Stages 4, 5 and 6 of the data analysis were intertwined with each other. In effect, after collating all the codes into potential themes, I started to write up the data findings chapter by chapter, discussing the preliminary findings with my supervisor and then refining again and again. Meanwhile, I presented them at two international conferences in November 2012 and April 2013. From these presentations I received valuable suggestions about the theoretical framework, the ways I analysed the data and the themes I had categorized. For example, in the second conference, some experts questioned the framework I had adopted and suggested that I should make the reasons why I adopted it clear.
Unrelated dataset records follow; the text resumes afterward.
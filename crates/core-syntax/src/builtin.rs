//! Built-in palette and a C-family definition used when no configuration
//! provides its own.

use crate::{Attr, ColorTable, KeywordTable, Pattern, SyntaxDefinition, SyntaxError};

pub const COMMENT: &str = "comment";
pub const STRING: &str = "string";
pub const KEYWORD: &str = "keyword";
pub const TYPE: &str = "type";

const C_KEYWORDS: &[&str] = &[
    "if", "else", "for", "while", "do", "switch", "case", "default", "break", "continue",
    "return", "goto", "struct", "union", "enum", "typedef", "static", "extern", "const",
    "sizeof",
];

const C_TYPES: &[&str] = &[
    "void", "char", "short", "int", "long", "float", "double", "signed", "unsigned",
];

/// Codes 0..=7 for the well-known and built-in style names.
pub fn default_palette() -> ColorTable {
    [
        (crate::NORMAL, Attr(0)),
        (crate::CURSOR, Attr(1)),
        (crate::SELECTION, Attr(2)),
        (crate::MATCHING, Attr(3)),
        (COMMENT, Attr(4)),
        (STRING, Attr(5)),
        (KEYWORD, Attr(6)),
        (TYPE, Attr(7)),
    ]
    .into_iter()
    .collect()
}

/// Block comments, line comments, string and char literals.
pub fn c_syntax(colors: &ColorTable) -> Result<SyntaxDefinition, SyntaxError> {
    let mut def = SyntaxDefinition::new("c").with_extensions(["c", "h", "cpp", "hpp", "rs"]);
    def.push_named(colors, STRING, Pattern::single(r#""(\\.|[^"\\\n])*""#)?);
    def.push_named(colors, STRING, Pattern::single(r"'(\\.|[^'\\\n])'")?);
    def.push_named(colors, COMMENT, Pattern::single(r"//[^\n]*")?);
    def.push_named(colors, COMMENT, Pattern::block(r"/\*", r"\*/")?);
    Ok(def)
}

/// Keyword and type names of the C family.
pub fn c_keywords(colors: &ColorTable) -> KeywordTable {
    let mut table = KeywordTable::new();
    if let Some(attr) = colors.get(KEYWORD) {
        for word in C_KEYWORDS {
            table.insert(*word, attr);
        }
    }
    if let Some(attr) = colors.get(TYPE) {
        for word in C_TYPES {
            table.insert(*word, attr);
        }
    }
    table
}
The whole process of data analysis turned out to be complex. Because of my scientific academic background (my first degree was applied mathematics and my master’s degree was management science and engineering), I ignored the diversity and complexity of the data, and tried to fit my data into existing categories from the literature in the first stages of data analysis. Fortunately, the problem was pointed out by my supervisor who pulled me back from a quantitative to a qualitative approach to analysing my data. The process of data analysis was a process of knowledge and research skill building. It happened gradually, but
eventually the phenomena and the issues in question became clear through the processes described above, which led to the development of the next two chapters (findings and discussion) of this thesis.